A Compressed History of the Mattress

Many people think of the mattress as a relatively new invention, but even primitive man found ways to try to sleep comfortably at night. Here, we explore a compressed history of bedding and the mattress.

The Early Years

In the Neolithic period 10,000 years ago, primitive beds and mattresses were used. The beds were actually raised in order to stay off of the ground and avoid pests. These mattresses were made of leaves, straw, and grass and covered by animal skins. 

The Romans

While Persians used water-filled goat skins to sleep on and Egyptians utilized palm leaves in heaps, the Romans designed mattresses out of bags of cloth. They stuffed these with wool, reeds, or hay. If they were particularly wealthy, they filled the cloth with feathers and decorated the bed with bronze, silver, or gold.

The Renaissance

The 15th, 16th, and 17th centuries saw mattresses covered in velvets, silks, and brocades. People would stuff the mattresses made out of coarse ticks with shucks from peas, straw, or feathers if they were wealthy.

The 18th Century

This century saw mattresses fill with wool or cotton and start to take on the box shape we recognize today. Fillings started to include horsehair and coconut fiber. Button attachments also become popular to use to attach the mattress material to the stuffing.

The 19th Century

Cotton mattresses become more popular and kept the sleeping space cleaner.

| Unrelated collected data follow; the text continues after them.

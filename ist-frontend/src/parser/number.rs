//! Interpretation of numeric literal text.
//!
//! Integers become arbitrary precision [`BigInt`]s. Base 10 integers may carry an exponent
//! (`4e2`), applied with integer arithmetic: a negative exponent divides and truncates, so `4e-1`
//! is `0`. Literals with a decimal point or a size suffix (`f`, `d`) take the floating path
//! instead.
use num::BigInt;
use thiserror::Error;

use super::ast::{FloatSize, NumberValue};

#[derive(Debug, Clone, PartialEq, Eq, Error)]
pub enum NumberError {
    #[error("no digits")]
    Empty,
    #[error("`{digits}` is not a valid base {base} number")]
    InvalidDigits { digits: String, base: u32 },
    #[error("`{0}` is not a valid exponent")]
    InvalidExponent(String),
    #[error("exponent {0} is too large")]
    ExponentTooLarge(i64),
    #[error("more than one exponent marker")]
    MultipleExponents,
    #[error("floating point numbers can not have more than one period")]
    MultiplePeriods,
    #[error("`{0}` is not a valid floating point number")]
    InvalidFloat(String),
}

/// Interprets the text of a number token.
pub fn interpret(text: &str) -> Result<NumberValue, NumberError> {
    let text: String = text
        .chars()
        .filter(|&c| c != '_')
        .flat_map(char::to_lowercase)
        .collect();

    let (base, digits) = split_base(&text);

    if base == 10 && is_float(digits) {
        return float(digits);
    }

    integer(digits, base).map(NumberValue::Int)
}

fn split_base(text: &str) -> (u32, &str) {
    if let Some(digits) = text.strip_prefix("0x") {
        (16, digits)
    } else if let Some(digits) = text.strip_prefix("0o") {
        (8, digits)
    } else if let Some(digits) = text.strip_prefix("0b") {
        (2, digits)
    } else {
        (10, text)
    }
}

fn is_float(digits: &str) -> bool {
    digits.contains('.') || digits.ends_with(|c: char| FloatSize::from_suffix(c).is_some())
}

fn float(digits: &str) -> Result<NumberValue, NumberError> {
    if digits.matches('.').count() > 1 {
        return Err(NumberError::MultiplePeriods);
    }

    let (digits, size) = match digits.chars().last().and_then(FloatSize::from_suffix) {
        Some(size) => (&digits[..digits.len() - 1], size),
        None => (digits, FloatSize::Unsized),
    };

    if digits.is_empty() {
        return Err(NumberError::Empty);
    }

    match digits.parse::<f64>() {
        Ok(value) if value.is_finite() => Ok(NumberValue::Float { value, size }),
        _ => Err(NumberError::InvalidFloat(digits.to_string())),
    }
}

fn integer(digits: &str, base: u32) -> Result<BigInt, NumberError> {
    // Only base 10 has an exponent, `e` is a digit in hex
    let (mantissa, exponent) = if base == 10 {
        let mut parts = digits.split('e');
        let mantissa = parts.next().unwrap_or_default();
        let exponent = parts.next();
        if parts.next().is_some() {
            return Err(NumberError::MultipleExponents);
        }
        (mantissa, exponent)
    } else {
        (digits, None)
    };

    if mantissa.is_empty() {
        return Err(NumberError::Empty);
    }

    // `parse_bytes` would accept a sign, number tokens never have one
    if !mantissa.chars().all(|c| c.is_digit(base)) {
        return Err(NumberError::InvalidDigits {
            digits: mantissa.to_string(),
            base,
        });
    }

    let value = BigInt::parse_bytes(mantissa.as_bytes(), base).ok_or_else(|| {
        NumberError::InvalidDigits {
            digits: mantissa.to_string(),
            base,
        }
    })?;

    match exponent {
        Some(exponent) => scale(value, exponent),
        None => Ok(value),
    }
}

/// Largest positive exponent accepted, `1e4096` already has 4097 digits.
pub const MAX_EXPONENT: i64 = 4096;

/// Multiplies or (truncating) divides by a power of ten.
fn scale(value: BigInt, exponent: &str) -> Result<BigInt, NumberError> {
    let exponent: i64 = exponent
        .parse()
        .map_err(|_| NumberError::InvalidExponent(exponent.to_string()))?;

    if exponent > MAX_EXPONENT {
        return Err(NumberError::ExponentTooLarge(exponent));
    }

    if exponent < 0 {
        // The mantissa is below 10^digits, so dividing by at least that much leaves nothing
        let digits = value.to_str_radix(10).len() as u64;
        if exponent.unsigned_abs() >= digits {
            return Ok(BigInt::from(0u8));
        }

        // Truncating integer division, repeated division by ten gives the same result
        let power = BigInt::from(10u8).pow(exponent.unsigned_abs() as u32);
        Ok(value / power)
    } else {
        let power = BigInt::from(10u8).pow(exponent as u32);
        Ok(value * power)
    }
}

In 1857, first steel coil springs were used in chair seats, and these were finally applied to mattresses in 1865 with the innerspring mattress following in 1871. Waterbed designs also become popular.

The 20th Century

The box spring is finally invented, which made mattresses smoother and more comfortable. Innerspring mattresses become more popular, and pocket spring mattresses are developed. In the 1940s, the U.S. is introduced to futons for the first time. Foam rubber mattresses are popular in the 1950s while the 1960s saw a gain in waterbed use. Air mattresses appear in the 1980s while spacious options are popular in the 1990s. In 1999, the queen-size mattress became the most popular mattress of choice in the U.S.

Modern Bedding

The 2000s and beyond have seen a rise in memory-type elements to the modern mattress. There are many waterbeds, air beds, and other technologically advanced options that keep consumers happy. The designs are nearly limitless, allowing people to sleep however they feel is most comfortable.

While your mattress today might be considered a modern invention, it is one that has been fine-tuned for over 10,000 years. Who knows what might be around the corner for this important piece of furniture that humans spend so much of their time using?